È una partita, un torneo, che dimostrano che quanto fatto da Roger Federer quest’anno sia tutt’altro che una cosa ordinaria e naturale: un trentaseienne, per quanto fenomeno assoluto, non vince due Slam e tre MS1000 (più altri due 500) sfiorando la prima posizione mondiale. E quanto accaduto ieri mostra anche che la programmazione di Federer non aveva scopi soltanto “precauzionali” ma oggettivamente era l’unica cosa possibile da fare.

C’è naturalmente qualche errore qua e là, come Montreal giocato in condizioni fisiche non perfette per lo scarso allenamento con la brama del numero 1, che ha pagato amaramente con il riacutizzarsi del problema cronico alla schiena; forse sarebbe stato meglio preferire Bercy a Basilea ma tutti sappiamo che Federer non sacrificherebbe mai il torneo di casa: non lo ha mai fatto nemmeno quando i rapporti con il direttore del torneo erano pessimi, figurarsi adesso, negli ultimissimi anni della carriera.

Il punto è che Roger è arrivato alle ATP Finals con la razionale intenzione di vincerle e di chiudere in bellezza l’anno ma con l’energia e l’intensità esaurite tra Shanghai e la Svizzera; l’uscita di scena di Nadal, l’impossibilità di raggiungere la vetta finale, la spia della benzina che segna rosso e piccole distrazioni hanno fatto il resto.

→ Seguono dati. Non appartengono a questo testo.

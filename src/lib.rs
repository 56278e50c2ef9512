//! hello-tts - multi-backend text-to-speech demo
//!
//! Synthesizes speech through third-party providers (Edge neural voices
//! or Google-Translate synthesis), saves the audio to disk, and
//! optionally plays it through a platform audio player.

pub mod audio;
pub mod backends;
pub mod batch;
pub mod config;
pub mod error;
pub mod tts;
pub mod utils;
pub mod voice;

pub use error::{Result, TtsError};

/// Version information
pub const VERSION: &str = env!("CARGO_PKG_VERSION");
pub const APP_NAME: &str = "hello-tts";
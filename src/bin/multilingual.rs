//! Multilingual batch demo
//!
//! Generates one audio file per language listed in the shared JSON
//! config file, applying the alternate-voice fallback policy. Exits
//! zero only when every language succeeded.

use clap::Parser;
use hello_tts::backends::BackendKind;
use hello_tts::batch::{self, BatchSummary};
use hello_tts::config;
use hello_tts::tts::HelloTts;
use hello_tts::utils::create_output_directory;
use hello_tts::Result;
use log::{error, info};
use std::path::PathBuf;
use std::process;
use std::time::Instant;

#[derive(Parser, Debug)]
#[command(name = "multilingual", version, about = "Multilingual TTS batch demo")]
struct Args {
    /// Backend to use (TTS_BACKEND env var, then edge, when omitted)
    #[arg(short, long, value_enum)]
    backend: Option<BackendKind>,

    /// Shared language config file
    #[arg(short, long, default_value = "shared/tts_config.json")]
    config: PathBuf,

    /// Output directory for generated audio
    #[arg(short, long, default_value = "output")]
    output: PathBuf,

    /// Play each generated file
    #[arg(long)]
    play: bool,
}

/// Explicit flag wins; TTS_BACKEND only fills the gap
fn resolve_backend(flag: Option<BackendKind>) -> BackendKind {
    if let Some(kind) = flag {
        return kind;
    }
    std::env::var("TTS_BACKEND")
        .ok()
        .and_then(|s| s.parse().ok())
        .unwrap_or(BackendKind::Edge)
}

fn main() {
    env_logger::Builder::from_default_env()
        .filter_level(log::LevelFilter::Info)
        .init();

    info!("Multilingual TTS Demo - Rust Implementation");
    info!("{}", "=".repeat(60));

    match run(Args::parse()) {
        Ok(summary) if summary.is_success() => {}
        Ok(_) => process::exit(1),
        Err(e) => {
            error!("{}", e);
            process::exit(1);
        }
    }
}

fn run(args: Args) -> Result<BatchSummary> {
    let kind = resolve_backend(args.backend);

    let languages = batch::load_language_configs(&args.config, kind).map_err(|e| {
        error!("Failed to load language configuration: {}", e);
        e
    })?;
    if languages.is_empty() {
        return Err("No languages found in configuration".into());
    }
    info!("Found {} languages to process", languages.len());

    create_output_directory(&args.output)?;
    info!("Output directory: {}", args.output.display());

    let tts = HelloTts::new(Some(kind), config::load_config(None))?;
    info!("✓ TTS client initialized with {} backend", kind);

    let start = Instant::now();
    let summary = batch::run_batch(&tts, &languages, &args.output, args.play);
    let duration = start.elapsed();

    info!("Processing complete");
    info!("{}", "=".repeat(40));
    info!("✓ Successful: {}", summary.succeeded);
    info!("✗ Failed: {}", summary.failed);
    info!("Total time: {:.2} seconds", duration.as_secs_f64());
    info!("Output files saved in: {}", args.output.display());

    Ok(summary)
}
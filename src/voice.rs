//! Voice directory
//!
//! Represents the catalog of synthesizable voices for a backend and
//! provides pure, non-destructive filtering over it. Voices come either
//! from a live provider listing or from the shared JSON config file.

use crate::config::SharedConfig;
use crate::{Result, TtsError};
use std::fmt;
use std::path::Path;

/// Voice gender as reported by a provider
///
/// Providers that don't report gender get `Unknown`.
#[derive(Debug, Clone, Copy, PartialEq, Eq)]
pub enum Gender {
    Male,
    Female,
    Unknown,
}

impl Gender {
    /// Parse a provider gender string, case-insensitively.
    /// Anything unrecognized maps to `Unknown`.
    pub fn parse(s: &str) -> Gender {
        match s.to_ascii_lowercase().as_str() {
            "male" => Gender::Male,
            "female" => Gender::Female,
            _ => Gender::Unknown,
        }
    }

    pub fn as_str(&self) -> &'static str {
        match self {
            Gender::Male => "male",
            Gender::Female => "female",
            Gender::Unknown => "unknown",
        }
    }
}

impl fmt::Display for Gender {
    fn fmt(&self, f: &mut fmt::Formatter<'_>) -> fmt::Result {
        f.write_str(self.as_str())
    }
}

/// One synthesizable voice offered by a backend
///
/// Immutable once constructed; in particular `locale` is never mutated.
#[derive(Debug, Clone, PartialEq, Eq)]
pub struct Voice {
    /// Provider voice identifier, e.g. `en-US-JennyNeural`
    pub name: String,
    /// Human-readable name
    pub display_name: String,
    /// BCP-47-like locale tag, e.g. `en-US`
    pub locale: String,
    pub gender: Gender,
    pub description: Option<String>,
}

impl Voice {
    pub fn new(name: String, display_name: String, locale: String, gender: Gender) -> Self {
        Self {
            name,
            display_name,
            locale,
            gender,
            description: None,
        }
    }

    /// Primary language subtag: the part of the locale before the first
    /// `-`, or the whole locale if there is no `-`.
    pub fn language_code(&self) -> &str {
        self.locale.split('-').next().unwrap_or(&self.locale)
    }

    /// True if `code` equals the locale or the primary language subtag,
    /// case-insensitively. `en` matches locales `en` and `en-US`.
    pub fn matches_language(&self, code: &str) -> bool {
        self.locale.eq_ignore_ascii_case(code) || self.language_code().eq_ignore_ascii_case(code)
    }
}

/// Load voices from the shared JSON config file.
///
/// Each language entry with a non-empty `edge_voice` contributes one
/// voice. Fails with `NotFound` if the path does not exist and with
/// `Parse` if the JSON is malformed.
pub fn parse_voices_from_json_file(path: &Path) -> Result<Vec<Voice>> {
    if !path.exists() {
        return Err(TtsError::NotFound(format!(
            "Voice config file not found: {}",
            path.display()
        )));
    }

    let content = std::fs::read_to_string(path)?;
    let config: SharedConfig = serde_json::from_str(&content)
        .map_err(|e| TtsError::Parse(format!("Invalid JSON in {}: {}", path.display(), e)))?;

    Ok(config
        .languages
        .iter()
        .filter(|lang| !lang.edge_voice.is_empty())
        .map(|lang| Voice::new(
            lang.edge_voice.clone(),
            lang.name.clone(),
            lang.code.clone(),
            Gender::Unknown,
        ))
        .collect())
}

/// Voices whose locale starts with `language`, case-insensitively.
/// `en` matches `en-US` and `en-GB`. Order is preserved.
pub fn by_language(voices: &[Voice], language: &str) -> Vec<Voice> {
    let needle = language.to_ascii_lowercase();
    voices
        .iter()
        .filter(|v| v.locale.to_ascii_lowercase().starts_with(&needle))
        .cloned()
        .collect()
}

/// Voices whose locale equals `locale`, case-insensitively.
pub fn by_locale(voices: &[Voice], locale: &str) -> Vec<Voice> {
    voices
        .iter()
        .filter(|v| v.locale.eq_ignore_ascii_case(locale))
        .cloned()
        .collect()
}

/// Voices whose gender matches `gender`, case-insensitively.
pub fn by_gender(voices: &[Voice], gender: &str) -> Vec<Voice> {
    voices
        .iter()
        .filter(|v| v.gender.as_str().eq_ignore_ascii_case(gender))
        .cloned()
        .collect()
}
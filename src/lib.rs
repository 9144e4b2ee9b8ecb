//! Topic-addressed publish/subscribe with a pluggable backend
//!
//! This library provides a simple, ergonomic API for fanning messages out
//! to topic subscribers. It handles safe concurrent registration and
//! removal of subscribers while dispatch is in flight, per-subscriber
//! failure isolation, and broker lifecycle (open → serving → closed).
//!
//! The in-memory backend is the reference implementation: best-effort,
//! in-process, at-most-once-per-subscriber delivery. Additional backends
//! (networked queues, external brokers) can implement the [`Broker`]
//! trait without changing caller code.
//!
//! # Quick example
//!
//! ```
//! use mom_broker::{handler_fn, Broker, BrokerBuilder, Message};
//! use tokio::sync::mpsc;
//!
//! # async fn example() -> mom_broker::Result<()> {
//! let broker = BrokerBuilder::new().name("app").build().await?;
//!
//! let (tx, mut rx) = mpsc::channel(16);
//! let sub = broker
//!     .subscribe(
//!         "orders",
//!         handler_fn(move |event| {
//!             let tx = tx.clone();
//!             async move {
//!                 let _ = tx.send(event).await;
//!                 Ok(())
//!             }
//!         }),
//!     )
//!     .await?;
//!
//! broker
//!     .publish(
//!         "orders",
//!         Message::new(b"created".to_vec()).with_header("type", "created"),
//!     )
//!     .await?;
//!
//! let event = rx.recv().await.expect("delivery");
//! assert_eq!(event.topic(), "orders");
//!
//! sub.unsubscribe()?;
//! broker.close().await?;
//! # Ok(())
//! # }
//! ```

// Import all sub modules once...
mod backend;
mod domain;

mod broker_builder;
mod broker_config;

mod error;
mod macros;
mod subscription_id;

// Re-export main types
pub use broker_builder::BrokerBuilder;
pub use broker_config::BrokerConfig;

pub use error::{Error, Result};
pub use subscription_id::SubscriptionId;

pub use backend::create_memory_broker;

pub(crate) use macros::{log_debug, log_error, log_info, log_warn};

// --- public re-exports
pub use domain::{
    //
    handler_fn,
    BoxFuture,
    Broker,
    BrokerPtr,
    Event,
    Handler,
    HandlerPtr,
    Message,
    RemoveFn,
    Subscription,
};

/// Create a broker from a [`BrokerConfig`], dispatching on its `backend`
/// field. The in-memory backend is the fallback when no backend is named.
pub async fn create_broker(config: BrokerConfig) -> Result<BrokerPtr> {
    // ---
    match config.backend.as_deref() {
        Some("memory") | None => create_memory_broker(config).await,
        Some(other) => Err(Error::Backend(format!(
            "unrecognized backend: {other}, valid values: memory"
        ))),
    }
}
// src/backend/memory.rs

//! In-memory broker implementation.
//!
//! This module provides a pure in-process implementation of the
//! domain-level `Broker` trait. It is intended for testing, local
//! execution, and as the reference for broker semantics.
//!
//! ## Reference Semantics
//!
//! The in-memory broker defines the **reference behavior** for the broker
//! layer. Other backends are expected to approximate this behavior as
//! closely as their underlying systems allow and to document any
//! unavoidable deviations.
//!
//! In particular, the in-memory broker establishes the following
//! expectations:
//!
//! - Once `subscribe()` returns successfully, messages published *after*
//!   that point on the same topic are delivered to the new subscription.
//! - Dispatch runs against a point-in-time snapshot of a topic's
//!   subscriber list: subscribers added mid-dispatch do not receive the
//!   in-flight publish, and an unsubscribe racing an already-taken
//!   snapshot may be delivered to once more.
//! - Fan-out is synchronous and sequential in registration order:
//!   `publish()` returns only after every handler in the snapshot has
//!   run. The backend offers no queuing or backpressure, so this is the
//!   only policy that keeps error reporting deterministic.
//! - A handler failure or panic is confined to that subscriber.
//!
//! ## Non-Goals
//!
//! Persistence, delivery across process restarts, exactly-once semantics,
//! ordering across different topics, or emulation of any specific
//! networked broker. Delivery is best-effort, in-process, at most once
//! per subscriber.

use std::sync::atomic::{AtomicBool, Ordering};
use std::sync::Arc;

use dashmap::DashMap;

#[allow(unused_imports)]
use crate::{
    // ---
    log_debug,
    log_error,
    log_info,
    log_warn,
    Broker,
    BrokerConfig,
    BrokerPtr,
    Error,
    Event,
    HandlerPtr,
    Message,
    Result,
    Subscription,
    SubscriptionId,
};

/// One registered handler under a topic.
#[derive(Clone)]
struct SubscriberEntry {
    id: SubscriptionId,
    handler: HandlerPtr,
}

/// Topic → registration-ordered subscriber list.
///
/// `DashMap` shards give mutual exclusion per topic without a global
/// lock, so publish/subscribe traffic on unrelated topics does not
/// contend. Shard locks are only ever held to copy or mutate a list,
/// never across a handler invocation.
type Registry = DashMap<Arc<str>, Vec<SubscriberEntry>>;

/// State shared by every broker clone and, via `Weak`, by every
/// outstanding `Subscription` handle.
struct Inner {
    name: String,
    topics: Registry,
    closed: AtomicBool,
}

impl Inner {
    /// Remove one subscription from a topic, pruning the topic's slot
    /// once its list empties. Safe to call after `close()` cleared the
    /// registry; removing an absent entry is a no-op.
    fn remove(&self, topic: &str, id: &SubscriptionId) {
        let emptied = match self.topics.get_mut(topic) {
            Some(mut subs) => {
                subs.retain(|sub| sub.id != *id);
                subs.is_empty()
            }
            None => false,
        };

        // Shard lock released above; re-check under the lock so a
        // concurrent subscribe that repopulated the list is kept.
        if emptied {
            self.topics.remove_if(topic, |_, subs| subs.is_empty());
        }
    }
}

/// In-memory broker.
///
/// Simulates a message broker entirely within the process. All clones of
/// the returned [`BrokerPtr`] share one registry, exactly as callers
/// connected to a real broker would share its topics.
struct MemoryBroker {
    // ---
    inner: Arc<Inner>,
}

impl std::fmt::Debug for MemoryBroker {
    fn fmt(&self, f: &mut std::fmt::Formatter<'_>) -> std::fmt::Result {
        f.debug_struct("MemoryBroker")
            .field("name", &self.inner.name)
            .field("closed", &self.inner.closed.load(Ordering::Acquire))
            .finish()
    }
}

#[async_trait::async_trait]
impl Broker for MemoryBroker {
    // ---

    /// Publish a message to every subscriber in the topic's snapshot.
    ///
    /// Handler failures are logged and never surface here; see the
    /// module docs for the dispatch policy.
    async fn publish(&self, topic: &str, message: Message) -> Result<()> {
        // ---
        if self.inner.closed.load(Ordering::Acquire) {
            return Err(Error::Closed);
        }
        if topic.is_empty() {
            return Err(Error::InvalidArgument("topic must not be empty".into()));
        }

        // Point-in-time copy of the subscriber list. The shard lock is
        // released before any handler runs, so handlers are free to
        // subscribe or unsubscribe without deadlocking.
        let snapshot = self
            .inner
            .topics
            .get(topic)
            .map(|entry| (entry.key().clone(), entry.value().clone()));

        let Some((topic, subscribers)) = snapshot else {
            // Zero subscribers: a successful no-op, never an error.
            return Ok(());
        };

        let message = Arc::new(message);

        for SubscriberEntry { id, handler } in subscribers {
            let event = Event::new(topic.clone(), message.clone());

            // Each handler runs in its own task so a panic is contained
            // to that subscriber; the await keeps fan-out synchronous.
            let outcome = tokio::spawn(async move { handler.call(event).await }).await;

            match outcome {
                Ok(Ok(())) => {}
                Ok(Err(err)) => {
                    log_error!(
                        "{}: handler {id} failed on topic {topic}: {err}",
                        self.inner.name
                    );
                }
                Err(join_err) if join_err.is_panic() => {
                    log_error!(
                        "{}: handler {id} panicked on topic {topic}",
                        self.inner.name
                    );
                }
                Err(_join_err) => {
                    // Cancelled: the runtime is shutting down.
                }
            }
        }

        Ok(())
    }

    /// Register a subscription.
    ///
    /// Once this function returns successfully, any subsequent publish on
    /// the same topic is delivered to the new handler. Publishes whose
    /// snapshot was taken before registration completed do not see it.
    async fn subscribe(&self, topic: &str, handler: HandlerPtr) -> Result<Subscription> {
        // ---
        if self.inner.closed.load(Ordering::Acquire) {
            return Err(Error::Closed);
        }
        if topic.is_empty() {
            return Err(Error::InvalidArgument("topic must not be empty".into()));
        }

        let key: Arc<str> = Arc::from(topic);
        let id = SubscriptionId::generate();

        log_debug!("{}: subscribe {id} to topic {topic}", self.inner.name);

        self.inner.topics.entry(key.clone()).or_default().push(SubscriberEntry {
            id: id.clone(),
            handler,
        });

        // close() may have cleared the registry between the flag check
        // and the insert; back out so a closed broker holds no entries.
        if self.inner.closed.load(Ordering::Acquire) {
            self.inner.remove(&key, &id);
            return Err(Error::Closed);
        }

        // The handle holds only a Weak reference: an outstanding
        // Subscription must not keep a dropped broker's registry alive.
        let weak = Arc::downgrade(&self.inner);
        let remove = {
            let key = key.clone();
            let id = id.clone();
            move || {
                if let Some(inner) = weak.upgrade() {
                    log_debug!("{}: unsubscribe {id} from topic {key}", inner.name);
                    inner.remove(&key, &id);
                }
            }
        };

        Ok(Subscription::new(id, key, Box::new(remove)))
    }

    /// Close the broker.
    ///
    /// Clears the registry, forcibly unsubscribing everyone. A dispatch
    /// already running from an earlier snapshot is not interrupted.
    /// Idempotent.
    async fn close(&self) -> Result<()> {
        // ---
        // First close wins; repeat calls are no-ops.
        if !self.inner.closed.swap(true, Ordering::AcqRel) {
            log_debug!("{}: closing broker...", self.inner.name);
            self.inner.topics.clear();
        }
        Ok(())
    }
}

/// Create a new in-memory broker.
///
/// Always available and requires no external resources. The config's
/// `uri` is ignored; `name` prefixes the broker's log lines.
///
/// # Errors
///
/// Currently infallible — always returns `Ok`.
pub async fn create_memory_broker(config: BrokerConfig) -> Result<BrokerPtr> {
    // ---
    log_debug!("{}: create memory broker", config.name);

    let broker = MemoryBroker {
        // ---
        inner: Arc::new(Inner {
            name: config.name,
            topics: DashMap::new(),
            closed: AtomicBool::new(false),
        }),
    };

    Ok(Arc::new(broker))
}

Umanissimo, dopo una stagione che ha fatto domandare a tutti quale fosse, ancora, il pianeta dal quale venisse.

“Non vedo l’ora di collassare in qualche spiaggia tropicale dopo il torneo”, ammetteva qualche giorno fa, parole precise.
Oggi potrà già iniziare, godendosi due settimane scarse di relax totale, prima di iniziare una preparazione che durerà venticinque giorni circa, prima di volare a Perth e poi a Melbourne, sperando di bissare i miracoli di questo 2017 che nessuno, prima di Gennaio, avrebbe mai pronosticato andasse in questo modo.

La finale se la giocheranno David Goffin e Grigor Dimitrov, una generazione data per persa che non si è mai completamente trovata ma che si ritaglia attimi di gloria meritati dopo lustri di gavetta e umiliazioni.